Problem to work on:
What lines in the data below mention the string "clone"? Copy them out.

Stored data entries
#[cfg(test)]
mod tests {
    use super::*;
    use std::cell::Cell;

    fn tagged(log: Rc<RefCell<Vec<&'static str>>>, tag: &'static str) -> Handler {
        Rc::new(move |_: WidgetId, _: &mut Call| log.borrow_mut().push(tag))
    }

    #[test]
    fn test_hijack_reaches_inheriting_descendants_only() {
        let mut table = ClassTable::new();
        let calls = Rc::new(RefCell::new(Vec::new()));
        let base = table.register_class("Base", None).unwrap();
        table.set_slot(base, Operation::Realize, Some(tagged(calls.clone(), "base")));
        let inherits = table.register_class("Inherits", Some(base)).unwrap();
        let overrides = table.register_class("Overrides", Some(base)).unwrap();
        table.set_slot(overrides, Operation::Realize, Some(tagged(calls.clone(), "own")));
        let grandchild = table.register_class("Grandchild", Some(inherits)).unwrap();

        let mut interceptor = Interceptor::new();
        interceptor.capture(&table, base, Operation::Realize).unwrap();
        let original = interceptor.original(base, Operation::Realize);
        let log = calls.clone();
        let wrapper: Handler = Rc::new(move |widget: WidgetId, call: &mut Call| {
            log.borrow_mut().push("wrapper");
            chain(&original, widget, call);
        });

        assert_eq!(interceptor.hijack(&mut table, base, Operation::Realize, Some(wrapper.clone())), 3);
        // A second pass finds only wrappers and changes nothing.
        assert_eq!(interceptor.hijack(&mut table, base, Operation::Realize, Some(wrapper)), 0);

        table.invoke(grandchild, WidgetId(1), &mut Call::Realize);
        table.invoke(overrides, WidgetId(2), &mut Call::Realize);
        assert_eq!(*calls.borrow(), vec!["wrapper", "base", "own"]);
    }

    #[test]
    fn test_empty_original_is_not_chained() {
        let mut table = ClassTable::new();
        let class = table.register_class("Bare", None).unwrap();
        let mut interceptor = Interceptor::new();
        interceptor.capture(&table, class, Operation::Unrealize).unwrap();
        assert!(interceptor.original(class, Operation::Unrealize).is_none());

        let hits = Rc::new(Cell::new(0));
        let counter = hits.clone();
        let original = interceptor.original(class, Operation::Unrealize);
        let wrapper: Handler = Rc::new(move |widget: WidgetId, call: &mut Call| {
            counter.set(counter.get() + 1);
            chain(&original, widget, call);
        });
        assert_eq!(interceptor.hijack(&mut table, class, Operation::Unrealize, Some(wrapper)), 1);
        assert!(table.invoke(class, WidgetId(1), &mut Call::Unrealize));
        assert_eq!(hits.get(), 1);
    }

    #[test]
    fn test_capture_twice_fails() {
        let mut table = ClassTable::new();
        let class = table.register_class("A", None).unwrap();
        let mut interceptor = Interceptor::new();
        interceptor.capture(&table, class, Operation::Realize).unwrap();
        assert!(matches!(
            interceptor.capture(&table, class, Operation::Realize),
            Err(AppMenuError::AlreadyInstalled)
        ));
    }

    #[test]
    fn test_hijack_without_capture_does_nothing() {
        let mut table = ClassTable::new();
        let class = table.register_class("A", None).unwrap();
        let interceptor = Interceptor::new();
        assert_eq!(interceptor.hijack(&mut table, class, Operation::Realize, None), 0);
    }
}
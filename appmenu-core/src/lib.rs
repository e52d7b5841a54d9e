// SPDX-License-Identifier: LGPL-3.0-only
#![warn(missing_docs)]

//! Core library for appmenu => See `appmenu` crate.
//!
//! Contains the lifecycle interception table, the window and menu-shell
//! registries and the traits the platform collaborators implement.

/// Contains the [AppMenuError](error::AppMenuError) type.
pub mod error;

/// Contains opaque handles for toolkit objects.
pub mod handle;

/// Contains the exported menu model and its sections.
pub mod model;

/// Contains the aggregated action group.
pub mod action;

/// Contains the per-window key/value property store interface.
pub mod store;

/// Contains the object export service interface.
pub mod export;

/// Contains the menu-shell adapter interface.
pub mod adapter;

/// Contains the per-window registry and export bookkeeping.
pub mod window;

/// Contains the per-menu-shell registry and the connect/disconnect protocol.
pub mod shell;

/// Contains the policy hiding menu bars the host already displays.
pub mod policy;

/// Contains the class dispatch table the lifecycle hooks are installed into.
pub mod dispatch;

/// Contains the lifecycle interceptor and its installation.
pub mod hijack;

/// Contains the [MenuMirror](mirror::MenuMirror) tying registries to lifecycle events.
pub mod mirror;

/// Contains the [Settings](config::Settings) struct.
pub mod config;

pub use error::AppMenuError;
pub use handle::{ShellHandle, WidgetId, WindowHandle};
pub use mirror::MenuMirror;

Solved problem:
        table.set_slot(base, Operation::Realize, Some(tagged(calls.clone(), "base")));
        table.set_slot(overrides, Operation::Realize, Some(tagged(calls.clone(), "own")));
        let log = calls.clone();
        assert_eq!(interceptor.hijack(&mut table, base, Operation::Realize, Some(wrapper.clone())), 3);
        let counter = hits.clone();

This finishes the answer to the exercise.